The theatre was a converted Anglican church. Was there perhaps a lingering, antagonistic Christian spirit at work here tonight? Or was there perhaps a rival medium in the audience, blocking the channels? These were very real possibilities, said Paul, barely suppressing his anger. But he rather thought that the root cause was the collective scepticism of the audience. He had to say that we were one of the most difficult audiences he and wife Tracy had ever had to work with. It was almost unbelievable, he said, but he’d heard titters and even ‘comments’.

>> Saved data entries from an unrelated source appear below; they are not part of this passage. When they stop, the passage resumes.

use anyhow::Result;
use console_batch_downloader::utils::logging;
use console_batch_downloader::{App, Config};

#[tokio::main]
async fn main() -> Result<()> {
    // 加载配置
    let config = Config::load()?;

    // 初始化日志
    logging::init(&config)?;

    // 初始化并运行应用
    let _report = App::initialize(config).await?.run().await?;

    Ok(())
}
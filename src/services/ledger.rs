//! 进度账本 - 业务能力层
//!
//! 进度状态的唯一所有者：加载、记录单个目标的结果、原子地写回磁盘。
//! 写入时先写同目录下的临时文件，再整体替换，崩溃时不会留下半个文件。

use crate::error::{LedgerError, LedgerResult};
use crate::models::{Outcome, ProgressState, Target};
use chrono::Utc;
use std::collections::HashSet;
use std::io::Write;
use std::path::{Path, PathBuf};
use tempfile::NamedTempFile;
use tracing::{debug, info, warn};

/// 进度账本
pub struct ProgressLedger {
    path: PathBuf,
    state: ProgressState,
    succeeded: HashSet<String>,
    failed: HashSet<String>,
    flush_interval: usize,
    since_flush: usize,
    dirty: bool,
    flush_count: usize,
}

impl ProgressLedger {
    /// 打开进度文件；文件不存在或为空时从全新状态开始
    pub fn open(path: impl Into<PathBuf>, flush_interval: usize) -> LedgerResult<Self> {
        let path = path.into();
        let state = Self::load(&path)?;
        let succeeded = state.succeeded_targets.iter().cloned().collect();
        let failed = state.failed_targets.iter().cloned().collect();

        let mut ledger = Self {
            path,
            state,
            succeeded,
            failed,
            flush_interval: flush_interval.max(1),
            since_flush: 0,
            dirty: false,
            flush_count: 0,
        };
        ledger.normalize();
        Ok(ledger)
    }

    /// 读取进度文件
    pub fn load(path: &Path) -> LedgerResult<ProgressState> {
        if !path.exists() {
            debug!("进度文件不存在，使用全新进度: {}", path.display());
            return Ok(ProgressState::fresh());
        }

        let content = std::fs::read_to_string(path).map_err(|source| LedgerError::ReadFailed {
            path: path.to_path_buf(),
            source,
        })?;
        if content.trim().is_empty() {
            warn!("⚠️ 进度文件为空，使用全新进度: {}", path.display());
            return Ok(ProgressState::fresh());
        }

        let state: ProgressState =
            serde_json::from_str(&content).map_err(|source| LedgerError::Corrupt {
                path: path.to_path_buf(),
                source,
            })?;
        info!(
            "📊 进度已加载: {}/{} 个文件已完成（成功 {}，失败 {}）",
            state.completed_count,
            state.total,
            state.succeeded_targets.len(),
            state.failed_targets.len()
        );
        Ok(state)
    }

    /// 修正手工编辑或旧版本文件中的不一致：去重、成功优先、重算计数
    fn normalize(&mut self) {
        let mut seen = HashSet::new();
        self.state.succeeded_targets.retain(|t| seen.insert(t.clone()));
        let succeeded = &self.succeeded;
        let mut seen = HashSet::new();
        self.state
            .failed_targets
            .retain(|t| !succeeded.contains(t) && seen.insert(t.clone()));
        self.failed = self.state.failed_targets.iter().cloned().collect();

        let before = self.state.completed_count;
        self.state.recount();
        if before != self.state.completed_count {
            warn!(
                "⚠️ 进度文件中的完成数 {} 与记录不一致，已修正为 {}",
                before, self.state.completed_count
            );
        }
        if self.state.start_time.is_none() {
            self.state.start_time = Some(Utc::now());
        }
    }

    pub fn state(&self) -> &ProgressState {
        &self.state
    }

    pub fn path(&self) -> &Path {
        &self.path
    }

    pub fn is_completed(&self, target: &Target) -> bool {
        self.succeeded.contains(target.as_str()) || self.failed.contains(target.as_str())
    }

    pub fn is_succeeded(&self, target: &Target) -> bool {
        self.succeeded.contains(target.as_str())
    }

    /// 已完成写盘的次数
    pub fn flush_count(&self) -> usize {
        self.flush_count
    }

    pub fn is_dirty(&self) -> bool {
        self.dirty
    }

    /// 设置目标总数（仅在尚未确定时）
    pub fn ensure_total(&mut self, total: usize) {
        if self.state.total == 0 {
            self.state.total = total;
            self.dirty = true;
        } else if self.state.total != total {
            warn!(
                "⚠️ 目标总数与进度文件不一致（文件 {}，当前 {}），保留文件中的值",
                self.state.total, total
            );
        }
    }

    /// 记录一个目标的结果
    ///
    /// 同一目标的新结果会替换旧结果
    pub fn record(&mut self, target: &Target, outcome: &Outcome) {
        let name = target.as_str();
        match outcome {
            Outcome::Succeeded => {
                if self.failed.remove(name) {
                    self.state.failed_targets.retain(|t| t != name);
                    self.state.failure_reasons.remove(name);
                }
                if self.succeeded.insert(name.to_string()) {
                    self.state.succeeded_targets.push(name.to_string());
                }
            }
            Outcome::Failed(reason) => {
                if self.succeeded.remove(name) {
                    self.state.succeeded_targets.retain(|t| t != name);
                }
                if self.failed.insert(name.to_string()) {
                    self.state.failed_targets.push(name.to_string());
                }
                self.state
                    .failure_reasons
                    .insert(name.to_string(), reason.clone());
            }
        }

        self.state.recount();
        self.state.last_processed_target = Some(name.to_string());
        self.state.last_update = Some(Utc::now());
        self.since_flush += 1;
        self.dirty = true;
    }

    /// 推进批次游标（只前进不后退）
    pub fn advance_batch(&mut self, next_index: usize) {
        if next_index > self.state.current_batch_index {
            self.state.current_batch_index = next_index;
            self.state.last_update = Some(Utc::now());
            self.dirty = true;
        }
    }

    /// 把失败的目标移出账本，使其在本次运行中重新处理
    pub fn requeue_failed(&mut self) -> usize {
        let count = self.state.failed_targets.len();
        if count > 0 {
            self.state.failed_targets.clear();
            self.state.failure_reasons.clear();
            self.failed.clear();
            self.state.recount();
            self.dirty = true;
            info!("🔁 {} 个失败的文件将重新尝试", count);
        }
        count
    }

    /// 达到保存间隔时写盘，返回是否写盘
    pub fn flush_if_due(&mut self) -> LedgerResult<bool> {
        if self.since_flush >= self.flush_interval {
            self.flush()?;
            Ok(true)
        } else {
            Ok(false)
        }
    }

    /// 无条件写盘（原子替换）
    pub fn flush(&mut self) -> LedgerResult<()> {
        let json = serde_json::to_string_pretty(&self.state)?;
        let dir = match self.path.parent() {
            Some(parent) if !parent.as_os_str().is_empty() => parent.to_path_buf(),
            _ => PathBuf::from("."),
        };
        let write_failed = |source| LedgerError::WriteFailed {
            path: self.path.clone(),
            source,
        };

        std::fs::create_dir_all(&dir).map_err(write_failed)?;
        let mut tmp = NamedTempFile::new_in(&dir).map_err(write_failed)?;
        tmp.write_all(json.as_bytes()).map_err(write_failed)?;
        tmp.write_all(b"\n").map_err(write_failed)?;
        tmp.flush().map_err(write_failed)?;
        tmp.as_file().sync_all().map_err(write_failed)?;
        tmp.persist(&self.path).map_err(|e| write_failed(e.error))?;

        self.since_flush = 0;
        self.dirty = false;
        self.flush_count += 1;
        debug!(
            "💾 进度已保存: {}/{} ({})",
            self.state.completed_count,
            self.state.total,
            self.path.display()
        );
        Ok(())
    }
}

Tracy was close to tears. She began to pace the stage. ‘I’m getting a Daniel,’ she said. ‘I can see a motorcycle helmet. There’s been an accident. Does anyone know a Daniel killed in a motorbike accident?’ So far there’d been no takers for a passed-on poodle, a little boy with fair hair possibly drowned, a stillborn baby, and a man called Colin or Collins. There were no takers for Daniel, either. I looked along row B of the Little Theatre, Torquay. Women over 50, mainly. Cast-iron suntans. Masses of cleavage. Gold. Rings like knuckledusters. (On the English Riviera any excuse to put on the finery and go out is sufficient, even a ten-quid-a-head clairvoyant show on a wet Wednesday night.) I was the sole male in a row of Roman empresses — enough to put even the living dead off their stroke.
We stared impassively back at Tracy. Her mounting panic was turning out to be a more absorbing spectacle by far than the exercise of her or her husband’s peculiar gift. She scanned the audience desperately for a sign. Eventually a quiet, well-spoken, female voice from near the back said, ‘My nephew. He was killed on a motorbike. He wasn’t a Daniel, though.’ Paul and Tracy exchanged exasperated sighs; then Tracy patiently reminded us of the ground rules. If we thought the message was for us, she said, we must respond with either a ‘yes’ or a ‘no’. There must be no explanations, caveats or riders to inhibit the flow.
She started pacing the stage again. ‘I’m also getting a Steven, a David or a Dave.’ ‘No,’ said the voice at the back decisively. ‘He’s connecting to me about his work,’ said Tracy. ‘Was he on his way to work?’ ‘No.’ ‘I’m getting a hill, an incline, a bend in the road. Was he killed on a bend?’ ‘No.’ ‘Is there a Judy involved somewhere as well?’ ‘No.’ ‘Is Mum in the spirit world?’ ‘No.’ ‘Grandma, then?’ ‘Yes.’ ‘Did she die from cancer?’ ‘No.’
That last ‘no’ finished her. She sagged with despair. The microphone fell to her side. ‘I’m sorry,’ she said. ‘It’s just not working for me tonight. People just aren’t putting up their hands for me.’ Stifling a sob, she handed the microphone to her husband and stiffly left the stage.
Outwardly we the audience remained impassive at this dramatic turn of events. Inwardly we were slightly apprehensive. Now that his wife had stalked off, what was her husband going to accuse us of now? Witchcraft? Communism? Anti-northern sentiment?
‘I’m slightly disappointed,’ said the livid stage medium, his eyes glassy with emotion, ‘that one or two people here tonight haven’t more understanding of the kind of work Tracy and I do. I can see people smiling. I don’t know whether they are smiles of encouragement or of cynicism. Unless you show some respect I’m going to have to stop, ladies and gentlemen. I’m sorry.’
But then Ted came through and he gave us one last chance. ‘I’m getting the name Ted,’ he said. ‘Does anyone know a Ted?’ No answer. We sat and looked at him. A long silence. It was a battle of wills, a stand-off. Finally he said, openly sneering at us now, ‘So. Out of over a hundred people here tonight, no one has a relative in the spirit world called Ted. Is that right? How extraordinary!’
He was about to follow his wife off, when a male voice quavering with extreme age, again somewhere near the back said, ‘I had a great-Uncle Ted once, I believe.’ The medium squared his shoulders. ‘I’m getting the word Kent. Have you any connection with Kent?’ ‘I can’t say that I have, I’m afraid,’ came the quavering voice. ‘Anyone else with a connection with Kent?’ ‘My neighbour’s got a brother-in-law living in Kent,’ offered a woman halfway down. ‘Is he called Ted?’ ‘No.’ ‘I’m getting the name Rochester. Does he live in Rochester?’ ‘No. He lives in Canterbury.’ ‘So you’ve got a brother-in-law living in Kent, but not in Rochester, and he’s not called Ted.’ ‘Yes.’
‘Well, I think I’m going to stop now,’ he said. ‘The evening for me has been very interesting. I want to thank those of you who’ve shown an interest for coming. And I hope you all have a safe journey home and never lose faith with your loved ones in the spirit world. Goodnight!’ A few desultory handclaps and we filed out in guilty silence, saving our laughter until we were well clear of the building.